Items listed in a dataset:
//! Configuration loading functionality.
//!
//! This module provides the [`ConfigLoader`] type for loading payroll
//! configurations from YAML files. Loading is the configuration-update
//! path: both bracket tables and the formula evaluation order are
//! validated here, so the calculation path can trust the configuration it
//! receives.

use std::fs;
use std::path::Path;

use rust_decimal::Decimal;
use serde::Deserialize;

use crate::calculation::FormulaGraph;
use crate::error::{EngineError, EngineResult};

use super::types::{BracketTable, DeductionRules, PayrollConfig, TableKind};
use super::validator::validate_bracket_table;

/// Tax and contribution tables file structure (`tables.yaml`).
#[derive(Debug, Clone, Deserialize)]
struct TablesConfig {
    income_tax_brackets: BracketTable,
    contribution_table: BracketTable,
    deposit_rate: Decimal,
}

/// Formula definitions file structure (`formulas.yaml`).
#[derive(Debug, Clone, Deserialize)]
struct FormulasConfig {
    evaluation_order: Vec<String>,
    formulas: std::collections::BTreeMap<String, String>,
}

/// Loads and provides access to a payroll configuration.
///
/// # Directory Structure
///
/// The configuration directory should have the following structure:
/// ```text
/// config/brazil_clt/
/// ├── tables.yaml      # Tax brackets, contribution table, deposit rate
/// ├── deductions.yaml  # Benefit deduction rules, dependent allowance
/// └── formulas.yaml    # Formula bodies and evaluation order
/// ```
///
/// # Example
///
/// ```no_run
/// use paycheck_engine::config::ConfigLoader;
///
/// let loader = ConfigLoader::load("./config/brazil_clt").unwrap();
/// println!("deposit rate: {}", loader.config().deposit_rate);
/// ```
#[derive(Debug, Clone)]
pub struct ConfigLoader {
    config: PayrollConfig,
}

impl ConfigLoader {
    /// Loads and validates configuration from the specified directory.
    ///
    /// # Arguments
    ///
    /// * `path` - Path to the configuration directory (e.g., "./config/brazil_clt")
    ///
    /// # Returns
    ///
    /// Returns a `ConfigLoader` instance on success, or an error if:
    /// - Any required file is missing or contains invalid YAML
    /// - Either bracket table fails structural validation
    /// - The formula set or evaluation order is structurally broken
    ///   (empty, unknown names, forward references)
    pub fn load<P: AsRef<Path>>(path: P) -> EngineResult<Self> {
        let path = path.as_ref();

        let tables = Self::load_yaml::<TablesConfig>(&path.join("tables.yaml"))?;
        let deductions = Self::load_yaml::<DeductionRules>(&path.join("deductions.yaml"))?;
        let formulas = Self::load_yaml::<FormulasConfig>(&path.join("formulas.yaml"))?;

        validate_bracket_table(&tables.income_tax_brackets, TableKind::WithDeduction).map_err(
            |source| EngineError::InvalidBracketTable {
                table: "income_tax_brackets".to_string(),
                source,
            },
        )?;
        validate_bracket_table(&tables.contribution_table, TableKind::Progressive).map_err(
            |source| EngineError::InvalidBracketTable {
                table: "contribution_table".to_string(),
                source,
            },
        )?;

        let config = PayrollConfig {
            income_tax_brackets: tables.income_tax_brackets,
            contribution_table: tables.contribution_table,
            deposit_rate: tables.deposit_rate,
            deductions,
            formulas: formulas.formulas,
            evaluation_order: formulas.evaluation_order,
        };

        // Rejects empty formula sets, unknown names in the order, and
        // forward references, before the configuration is accepted.
        FormulaGraph::build(&config)?;

        Ok(Self { config })
    }

    /// Loads and parses a YAML file.
    fn load_yaml<T: serde::de::DeserializeOwned>(path: &Path) -> EngineResult<T> {
        let path_str = path.display().to_string();

        let content = fs::read_to_string(path).map_err(|_| EngineError::ConfigNotFound {
            path: path_str.clone(),
        })?;

        serde_yaml::from_str(&content).map_err(|e| EngineError::ConfigParseError {
            path: path_str,
            message: e.to_string(),
        })
    }

    /// Returns the loaded configuration.
    pub fn config(&self) -> &PayrollConfig {
        &self.config
    }

    /// Consumes the loader and returns the configuration.
    pub fn into_config(self) -> PayrollConfig {
        self.config
    }
}
//! Employee input model.
//!
//! This module defines the per-calculation input snapshot. Fields arrive
//! already parsed (currency masking and form handling are external
//! concerns) and are immutable for the duration of one evaluation.

use rust_decimal::Decimal;
use serde::{Deserialize, Serialize};

/// The per-employee input for a single paycheck calculation.
#[derive(Debug, Clone, PartialEq, Serialize, Deserialize)]
pub struct EmployeeInput {
    /// The employee's display name.
    pub employee_name: String,
    /// The gross base salary for the reference month.
    pub base_salary: Decimal,
    /// Number of dependents counted for the dependent allowance.
    #[serde(default)]
    pub dependents_count: u32,
    /// The reference month in `YYYY-MM` form.
    pub reference_month: String,
}

impl EmployeeInput {
    /// Returns true if the reference month has the expected `YYYY-MM` shape.
    ///
    /// # Examples
    ///
    /// ```
    /// use paycheck_engine::models::EmployeeInput;
    /// use rust_decimal::Decimal;
    ///
    /// let input = EmployeeInput {
    ///     employee_name: "Ana Souza".to_string(),
    ///     base_salary: Decimal::new(300000, 2),
    ///     dependents_count: 0,
    ///     reference_month: "2024-06".to_string(),
    /// };
    /// assert!(input.has_valid_reference_month());
    /// ```
    pub fn has_valid_reference_month(&self) -> bool {
        let bytes = self.reference_month.as_bytes();
        bytes.len() == 7
            && bytes[..4].iter().all(u8::is_ascii_digit)
            && bytes[4] == b'-'
            && bytes[5..].iter().all(u8::is_ascii_digit)
    }
}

WORK TO COMPLETE:
All entries are to be repeated exactly and completely.

RESULT OF THIS EXERCISE:
//! Configuration loading functionality.
//!
//! This module provides the [`ConfigLoader`] type for loading payroll
//! configurations from YAML files. Loading is the configuration-update
//! path: both bracket tables and the formula evaluation order are
//! validated here, so the calculation path can trust the configuration it
//! receives.

use std::fs;
use std::path::Path;

use rust_decimal::Decimal;
use serde::Deserialize;

use crate::calculation::FormulaGraph;
use crate::error::{EngineError, EngineResult};

use super::types::{BracketTable, DeductionRules, PayrollConfig, TableKind};
use super::validator::validate_bracket_table;

/// Tax and contribution tables file structure (`tables.yaml`).
#[derive(Debug, Clone, Deserialize)]
struct TablesConfig {
    income_tax_brackets: BracketTable,
    contribution_table: BracketTable,
    deposit_rate: Decimal,
}

/// Formula definitions file structure (`formulas.yaml`).
#[derive(Debug, Clone, Deserialize)]
struct FormulasConfig {
    evaluation_order: Vec<String>,
    formulas: std::collections::BTreeMap<String, String>,
}

/// Loads and provides access to a payroll configuration.
///
/// # Directory Structure
///
/// The configuration directory should have the following structure:
/// ```text
/// config/brazil_clt/
/// ├── tables.yaml      # Tax brackets, contribution table, deposit rate
/// ├── deductions.yaml  # Benefit deduction rules, dependent allowance
/// └── formulas.yaml    # Formula bodies and evaluation order
/// ```
///
/// # Example
///
/// ```no_run
/// use paycheck_engine::config::ConfigLoader;
///
/// let loader = ConfigLoader::load("./config/brazil_clt").unwrap();
/// println!("deposit rate: {}", loader.config().deposit_rate);
/// ```
#[derive(Debug, Clone)]
pub struct ConfigLoader {
    config: PayrollConfig,
}

impl ConfigLoader {
    /// Loads and validates configuration from the specified directory.
    ///
    /// # Arguments
    ///
    /// * `path` - Path to the configuration directory (e.g., "./config/brazil_clt")
    ///
    /// # Returns
    ///
    /// Returns a `ConfigLoader` instance on success, or an error if:
    /// - Any required file is missing or contains invalid YAML
    /// - Either bracket table fails structural validation
    /// - The formula set or evaluation order is structurally broken
    ///   (empty, unknown names, forward references)
    pub fn load<P: AsRef<Path>>(path: P) -> EngineResult<Self> {
        let path = path.as_ref();

        let tables = Self::load_yaml::<TablesConfig>(&path.join("tables.yaml"))?;
        let deductions = Self::load_yaml::<DeductionRules>(&path.join("deductions.yaml"))?;
        let formulas = Self::load_yaml::<FormulasConfig>(&path.join("formulas.yaml"))?;

        validate_bracket_table(&tables.income_tax_brackets, TableKind::WithDeduction).map_err(
            |source| EngineError::InvalidBracketTable {
                table: "income_tax_brackets".to_string(),
                source,
            },
        )?;
        validate_bracket_table(&tables.contribution_table, TableKind::Progressive).map_err(
            |source| EngineError::InvalidBracketTable {
                table: "contribution_table".to_string(),
                source,
            },
        )?;

        let config = PayrollConfig {
            income_tax_brackets: tables.income_tax_brackets,
            contribution_table: tables.contribution_table,
            deposit_rate: tables.deposit_rate,
            deductions,
            formulas: formulas.formulas,
            evaluation_order: formulas.evaluation_order,
        };

        // Rejects empty formula sets, unknown names in the order, and
        // forward references, before the configuration is accepted.
        FormulaGraph::build(&config)?;

        Ok(Self { config })
    }

    /// Loads and parses a YAML file.
    fn load_yaml<T: serde::de::DeserializeOwned>(path: &Path) -> EngineResult<T> {
        let path_str = path.display().to_string();

        let content = fs::read_to_string(path).map_err(|_| EngineError::ConfigNotFound {
            path: path_str.clone(),
        })?;

        serde_yaml::from_str(&content).map_err(|e| EngineError::ConfigParseError {
            path: path_str,
            message: e.to_string(),
        })
    }

    /// Returns the loaded configuration.
    pub fn config(&self) -> &PayrollConfig {
        &self.config
    }

    /// Consumes the loader and returns the configuration.
    pub fn into_config(self) -> PayrollConfig {
        self.config
    }
}
//! Employee input model.
//!
//! This module defines the per-calculation input snapshot. Fields arrive
//! already parsed (currency masking and form handling are external
//! concerns) and are immutable for the duration of one evaluation.

use rust_decimal::Decimal;
use serde::{Deserialize, Serialize};

/// The per-employee input for a single paycheck calculation.
#[derive(Debug, Clone, PartialEq, Serialize, Deserialize)]
pub struct EmployeeInput {
    /// The employee's display name.
    pub employee_name: String,
    /// The gross base salary for the reference month.
    pub base_salary: Decimal,
    /// Number of dependents counted for the dependent allowance.
    #[serde(default)]
    pub dependents_count: u32,
    /// The reference month in `YYYY-MM` form.
    pub reference_month: String,
}

impl EmployeeInput {
    /// Returns true if the reference month has the expected `YYYY-MM` shape.
    ///
    /// # Examples
    ///
    /// ```
    /// use paycheck_engine::models::EmployeeInput;
    /// use rust_decimal::Decimal;
    ///
    /// let input = EmployeeInput {
    ///     employee_name: "Ana Souza".to_string(),
    ///     base_salary: Decimal::new(300000, 2),
    ///     dependents_count: 0,
    ///     reference_month: "2024-06".to_string(),
    /// };
    /// assert!(input.has_valid_reference_month());
    /// ```
    pub fn has_valid_reference_month(&self) -> bool {
        let bytes = self.reference_month.as_bytes();
        bytes.len() == 7
            && bytes[..4].iter().all(u8::is_ascii_digit)
            && bytes[4] == b'-'
            && bytes[5..].iter().all(u8::is_ascii_digit)
    }
}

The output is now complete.